I doubt I will enjoy surfing if I have to copy and paste every link; instead, you have to click like you're playing a fighting game on the PlayStation.

That's what our Browsers, DNS, or AV extensions do, so we don't have to copy and paste "every link", to enjoy surfing, in general. What was brought to my attention, a nice eye opener for me, is when to copy and paste a link, for confirmation, security's sake.

This post, and this post.

 

[lokamoka820]

That's what our Browsers, DNS, or AV extensions do, so we don't have to copy and paste "every link", to enjoy surfing, in general. What was brought to my attention, a nice eye opener for me, is when to copy and paste a link, for confirmation, security's sake.

This post, and this post.

I only posted to joke around and received some good advice. Nice deal.

 

[Zero Knowledge]

Understand the threat environment. Expect to be pwned & compromised and act accordingly. No data, no traces, no stress when things go wrong. Just format and reinstall.
Not using a Adblocker, downloading warez & crackz and running them, and replying answering to scam sms/calls. Don't do these things

I think people need to learn a bit of resilience when sh*t goes wrong. Here is a quote from Fear & Loathing Hunter S Thompson

But after a while you learn to cope with things like seeing your dead grandmother crawling up your leg with a knife in her teeth.

Also a Fight Club quote to get you through the day

It's only after we've lost everything that we're free to do anything.

Acceptance.

 

[ForgottenSeer 123960]

What actually matters. A Password Manager + MFA

If you only adopt one habit, make it using a password manager combined with Multi-Factor Authentication (MFA) on your critical accounts (email, banking, primary social media).

The vast majority of everyday compromises don't happen through sophisticated, movie-style zero-day exploits. They happen because of credential stuffing and phishing. A password manager completely eliminates password reuse. More importantly, it protects you against basic phishing because the auto-fill feature simply won't trigger on a fake, misspelled domain. Pairing that with an authenticator app or a hardware security key, essentially shuts the door on the most common, high-success attack vectors.

What’s overrated. Consumer VPNs as a "Security Cure-All"

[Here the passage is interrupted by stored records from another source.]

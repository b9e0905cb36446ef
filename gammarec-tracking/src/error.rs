//! Error types for gammarec-tracking.

use thiserror::Error;

/// Result type alias for tracking operations.
pub type Result<T> = std::result::Result<T, Error>;

/// Errors raised while configuring or running the tracking stages.
#[derive(Error, Debug)]
pub enum Error {
    /// Event data model failure.
    #[error(transparent)]
    Core(#[from] gammarec_core::Error),

    /// Response-file failure during strategy setup.
    #[error(transparent)]
    Response(#[from] gammarec_response::Error),

    /// Unusable tracking configuration.
    #[error("configuration error: {0}")]
    Config(String),
}
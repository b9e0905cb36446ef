//! The tracking orchestrator and its default algorithms.
//!
//! [`Tracker`] drives the per-event-list analysis: pair-vertex search,
//! MIP/shower identification, Compton sequence hypothesis generation,
//! scoring, and pruning. The default algorithms live here; the active
//! [`SequencingStrategy`] overrides individual stages.

use std::collections::HashMap;
use std::fmt::Write as _;
use std::sync::Arc;

use rayon::prelude::*;
use tracing::{debug, info, warn};

use gammarec_core::math::angle_between;
use gammarec_core::{
    EventType, Hit, RawEvent, RawEventList, RejectionReason, Rese, ReseId, TrackerGeometry,
    NO_QUALITY_FACTOR,
};

use crate::config::TrackingConfig;
use crate::error::{Error, Result};
use crate::strategy::SequencingStrategy;

/// Layer window scanned around a pair-vertex candidate.
const VERTEX_SEARCH_RANGE: usize = 30;

/// Pair score below which a tracked pair is discarded.
const PAIR_SCORE_THRESHOLD: f64 = -3.3;

/// Number of search retries when growing pair branches layer by layer.
const PAIR_SEARCH_TRIALS: u32 = 10;

/// Deviation samples averaged when trimming pair branches.
const PAIR_TRIM_EVALUATIONS: usize = 4;

/// Allowed deviation relative to the largest sampled one.
const PAIR_TRIM_FACTOR: f64 = 1.3;

/// Lower bound of the allowed pair-branch deviation (radians).
const PAIR_TRIM_FLOOR: f64 = 8.0 * std::f64::consts::PI / 180.0;

/// Minimum member count of a MIP track.
const MIP_MIN_ELEMENTS: usize = 4;

/// Largest deflection (radians) between consecutive MIP segments.
const MIP_MIN_STRAIGHTNESS: f64 = 0.05;

/// The tracking stage: finds pair vertices, MIP crossings, and Compton
/// electron track sequences in every event of a list.
pub struct Tracker {
    config: TrackingConfig,
    geometry: Arc<dyn TrackerGeometry>,
    strategy: Box<dyn SequencingStrategy>,
    detector_indices: Vec<usize>,
}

Don't get me wrong, Virtual Private Networks have valid use cases, but treating a commercial consumer VPN as a primary security shield is highly overrated and largely the result of aggressive marketing. VPN advertisements heavily rely on the fear of "hackers on public Wi-Fi stealing your bank details." The truth is, the vast majority of the modern web is heavily encrypted via HTTPS by default. Even on public Wi-Fi, an attacker cannot easily see your passwords or private data in transit. A VPN simply shifts your trust from your local Internet Service Provider (ISP) to the VPN company. It is a fantastic tool for privacy (hiding your browsing history from your ISP or circumventing geo-blocks), but it does absolutely nothing to protect you from downloading malware, clicking a phishing link, or executing a malicious script.

 

[Parkinsond]

I doubt I will enjoy surfing if I have to copy and paste every link; instead, you have to click like you're playing a fighting game on the PlayStation.

Only for suspicious links; the more knowledge you get, the more capability to suspect.
Zero-trust+knowledge > any security software promoted as the magical solution.